(Stored data)
──────────────────────────────
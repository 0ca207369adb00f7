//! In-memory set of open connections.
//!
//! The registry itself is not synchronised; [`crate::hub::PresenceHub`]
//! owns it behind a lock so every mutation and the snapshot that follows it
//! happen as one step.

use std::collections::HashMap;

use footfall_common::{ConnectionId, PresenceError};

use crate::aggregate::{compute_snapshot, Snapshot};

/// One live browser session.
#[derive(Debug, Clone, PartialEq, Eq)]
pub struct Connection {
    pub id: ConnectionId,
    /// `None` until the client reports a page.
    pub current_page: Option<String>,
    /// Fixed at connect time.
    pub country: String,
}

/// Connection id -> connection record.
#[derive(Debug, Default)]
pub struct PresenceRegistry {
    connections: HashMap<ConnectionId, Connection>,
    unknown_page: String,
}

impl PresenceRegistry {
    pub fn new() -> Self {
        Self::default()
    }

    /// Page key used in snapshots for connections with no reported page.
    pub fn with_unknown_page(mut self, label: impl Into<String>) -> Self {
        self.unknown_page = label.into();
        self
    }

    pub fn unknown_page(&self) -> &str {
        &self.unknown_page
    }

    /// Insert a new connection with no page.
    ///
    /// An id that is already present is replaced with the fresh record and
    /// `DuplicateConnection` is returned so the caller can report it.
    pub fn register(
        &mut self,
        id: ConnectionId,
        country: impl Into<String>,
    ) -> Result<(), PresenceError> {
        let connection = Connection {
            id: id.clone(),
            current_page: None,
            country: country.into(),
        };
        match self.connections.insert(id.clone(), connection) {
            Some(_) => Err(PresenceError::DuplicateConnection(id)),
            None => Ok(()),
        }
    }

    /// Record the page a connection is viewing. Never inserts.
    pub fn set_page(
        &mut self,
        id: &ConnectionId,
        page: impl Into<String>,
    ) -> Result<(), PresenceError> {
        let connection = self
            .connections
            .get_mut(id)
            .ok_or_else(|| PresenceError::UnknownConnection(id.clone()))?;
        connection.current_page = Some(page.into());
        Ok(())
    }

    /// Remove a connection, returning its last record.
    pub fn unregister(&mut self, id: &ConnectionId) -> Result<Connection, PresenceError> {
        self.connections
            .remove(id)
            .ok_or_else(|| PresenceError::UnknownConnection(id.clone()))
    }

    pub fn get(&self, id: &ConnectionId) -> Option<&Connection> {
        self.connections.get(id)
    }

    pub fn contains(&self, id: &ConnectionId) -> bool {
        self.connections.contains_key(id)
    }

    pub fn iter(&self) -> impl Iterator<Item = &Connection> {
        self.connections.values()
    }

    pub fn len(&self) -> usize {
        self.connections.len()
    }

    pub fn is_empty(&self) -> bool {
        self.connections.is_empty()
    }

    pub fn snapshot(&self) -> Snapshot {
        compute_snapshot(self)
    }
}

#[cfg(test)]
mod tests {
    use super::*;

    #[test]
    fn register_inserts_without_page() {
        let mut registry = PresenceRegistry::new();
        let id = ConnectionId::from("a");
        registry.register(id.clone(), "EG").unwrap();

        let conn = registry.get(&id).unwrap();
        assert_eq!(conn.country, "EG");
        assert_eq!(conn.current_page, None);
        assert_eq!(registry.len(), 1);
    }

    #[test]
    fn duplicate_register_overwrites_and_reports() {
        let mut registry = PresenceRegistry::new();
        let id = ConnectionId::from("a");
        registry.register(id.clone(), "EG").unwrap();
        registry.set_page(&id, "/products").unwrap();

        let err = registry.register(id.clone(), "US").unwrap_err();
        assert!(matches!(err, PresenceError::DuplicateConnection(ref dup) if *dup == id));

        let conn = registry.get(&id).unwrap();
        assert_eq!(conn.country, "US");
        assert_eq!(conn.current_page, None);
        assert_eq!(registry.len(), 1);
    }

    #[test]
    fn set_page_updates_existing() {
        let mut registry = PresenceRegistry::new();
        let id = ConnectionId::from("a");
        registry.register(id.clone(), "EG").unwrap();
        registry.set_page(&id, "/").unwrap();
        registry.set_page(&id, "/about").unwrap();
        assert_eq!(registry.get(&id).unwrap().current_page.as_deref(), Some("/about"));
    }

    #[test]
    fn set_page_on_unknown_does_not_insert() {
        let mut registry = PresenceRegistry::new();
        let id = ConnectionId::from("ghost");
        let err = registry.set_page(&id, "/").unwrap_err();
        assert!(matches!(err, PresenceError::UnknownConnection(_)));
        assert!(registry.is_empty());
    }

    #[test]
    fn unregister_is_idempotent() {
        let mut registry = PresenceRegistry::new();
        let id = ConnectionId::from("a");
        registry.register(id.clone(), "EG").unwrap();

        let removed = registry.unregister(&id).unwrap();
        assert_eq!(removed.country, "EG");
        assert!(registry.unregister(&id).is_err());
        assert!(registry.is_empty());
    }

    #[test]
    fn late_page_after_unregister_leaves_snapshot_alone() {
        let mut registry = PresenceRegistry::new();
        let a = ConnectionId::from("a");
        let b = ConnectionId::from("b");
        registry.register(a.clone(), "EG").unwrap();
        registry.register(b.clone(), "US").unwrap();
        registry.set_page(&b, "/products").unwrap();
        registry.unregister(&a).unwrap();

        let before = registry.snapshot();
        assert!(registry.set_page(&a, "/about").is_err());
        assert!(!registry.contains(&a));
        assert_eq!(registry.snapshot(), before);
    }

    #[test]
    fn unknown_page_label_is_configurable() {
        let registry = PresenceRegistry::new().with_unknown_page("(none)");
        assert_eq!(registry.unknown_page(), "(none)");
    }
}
──────────────────────────────
Reproduce each of the records word for word.

ANSWER TO THIS TASK:
repository 0ca207369adb00f7
//! In-memory set of open connections.
//!
//! The registry itself is not synchronised; [`crate::hub::PresenceHub`]
//! owns it behind a lock so every mutation and the snapshot that follows it
//! happen as one step.

use std::collections::HashMap;

use footfall_common::{ConnectionId, PresenceError};

use crate::aggregate::{compute_snapshot, Snapshot};

/// One live browser session.
#[derive(Debug, Clone, PartialEq, Eq)]
pub struct Connection {
    pub id: ConnectionId,
    /// `None` until the client reports a page.
    pub current_page: Option<String>,
    /// Fixed at connect time.
    pub country: String,
}

/// Connection id -> connection record.
#[derive(Debug, Default)]
pub struct PresenceRegistry {
    connections: HashMap<ConnectionId, Connection>,
    unknown_page: String,
}

impl PresenceRegistry {
    pub fn new() -> Self {
        Self::default()
    }

    /// Page key used in snapshots for connections with no reported page.
    pub fn with_unknown_page(mut self, label: impl Into<String>) -> Self {
        self.unknown_page = label.into();
        self
    }

    pub fn unknown_page(&self) -> &str {
        &self.unknown_page
    }

    /// Insert a new connection with no page.
    ///
    /// An id that is already present is replaced with the fresh record and
    /// `DuplicateConnection` is returned so the caller can report it.
    pub fn register(
        &mut self,
        id: ConnectionId,
        country: impl Into<String>,
    ) -> Result<(), PresenceError> {
        let connection = Connection {
            id: id.clone(),
            current_page: None,
            country: country.into(),
        };
        match self.connections.insert(id.clone(), connection) {
            Some(_) => Err(PresenceError::DuplicateConnection(id)),
            None => Ok(()),
        }
    }

    /// Record the page a connection is viewing. Never inserts.
    pub fn set_page(
        &mut self,
        id: &ConnectionId,
        page: impl Into<String>,
    ) -> Result<(), PresenceError> {
        let connection = self
            .connections
            .get_mut(id)
            .ok_or_else(|| PresenceError::UnknownConnection(id.clone()))?;
        connection.current_page = Some(page.into());
        Ok(())
    }

    /// Remove a connection, returning its last record.
    pub fn unregister(&mut self, id: &ConnectionId) -> Result<Connection, PresenceError> {
        self.connections
            .remove(id)
            .ok_or_else(|| PresenceError::UnknownConnection(id.clone()))
    }

    pub fn get(&self, id: &ConnectionId) -> Option<&Connection> {
        self.connections.get(id)
    }

    pub fn contains(&self, id: &ConnectionId) -> bool {
        self.connections.contains_key(id)
    }

    pub fn iter(&self) -> impl Iterator<Item = &Connection> {
        self.connections.values()
    }

    pub fn len(&self) -> usize {
        self.connections.len()
    }

    pub fn is_empty(&self) -> bool {
        self.connections.is_empty()
    }

    pub fn snapshot(&self) -> Snapshot {
        compute_snapshot(self)
    }
}

#[cfg(test)]
mod tests {
    use super::*;

    #[test]
    fn register_inserts_without_page() {
        let mut registry = PresenceRegistry::new();
        let id = ConnectionId::from("a");
        registry.register(id.clone(), "EG").unwrap();

        let conn = registry.get(&id).unwrap();
        assert_eq!(conn.country, "EG");
        assert_eq!(conn.current_page, None);
        assert_eq!(registry.len(), 1);
    }

    #[test]
    fn duplicate_register_overwrites_and_reports() {
        let mut registry = PresenceRegistry::new();
        let id = ConnectionId::from("a");
        registry.register(id.clone(), "EG").unwrap();
        registry.set_page(&id, "/products").unwrap();

        let err = registry.register(id.clone(), "US").unwrap_err();
        assert!(matches!(err, PresenceError::DuplicateConnection(ref dup) if *dup == id));

        let conn = registry.get(&id).unwrap();
        assert_eq!(conn.country, "US");
        assert_eq!(conn.current_page, None);
        assert_eq!(registry.len(), 1);
    }

    #[test]
    fn set_page_updates_existing() {
        let mut registry = PresenceRegistry::new();
        let id = ConnectionId::from("a");
        registry.register(id.clone(), "EG").unwrap();
        registry.set_page(&id, "/").unwrap();
        registry.set_page(&id, "/about").unwrap();
        assert_eq!(registry.get(&id).unwrap().current_page.as_deref(), Some("/about"));
    }

    #[test]
    fn set_page_on_unknown_does_not_insert() {
        let mut registry = PresenceRegistry::new();
        let id = ConnectionId::from("ghost");
        let err = registry.set_page(&id, "/").unwrap_err();
        assert!(matches!(err, PresenceError::UnknownConnection(_)));
        assert!(registry.is_empty());
    }

    #[test]
    fn unregister_is_idempotent() {
        let mut registry = PresenceRegistry::new();
        let id = ConnectionId::from("a");
        registry.register(id.clone(), "EG").unwrap();

        let removed = registry.unregister(&id).unwrap();
        assert_eq!(removed.country, "EG");
        assert!(registry.unregister(&id).is_err());
        assert!(registry.is_empty());
    }

    #[test]
    fn late_page_after_unregister_leaves_snapshot_alone() {
        let mut registry = PresenceRegistry::new();
        let a = ConnectionId::from("a");
        let b = ConnectionId::from("b");
        registry.register(a.clone(), "EG").unwrap();
        registry.register(b.clone(), "US").unwrap();
        registry.set_page(&b, "/products").unwrap();
        registry.unregister(&a).unwrap();

        let before = registry.snapshot();
        assert!(registry.set_page(&a, "/about").is_err());
        assert!(!registry.contains(&a));
        assert_eq!(registry.snapshot(), before);
    }

    #[test]
    fn unknown_page_label_is_configurable() {
        let registry = PresenceRegistry::new().with_unknown_page("(none)");
        assert_eq!(registry.unknown_page(), "(none)");
    }
}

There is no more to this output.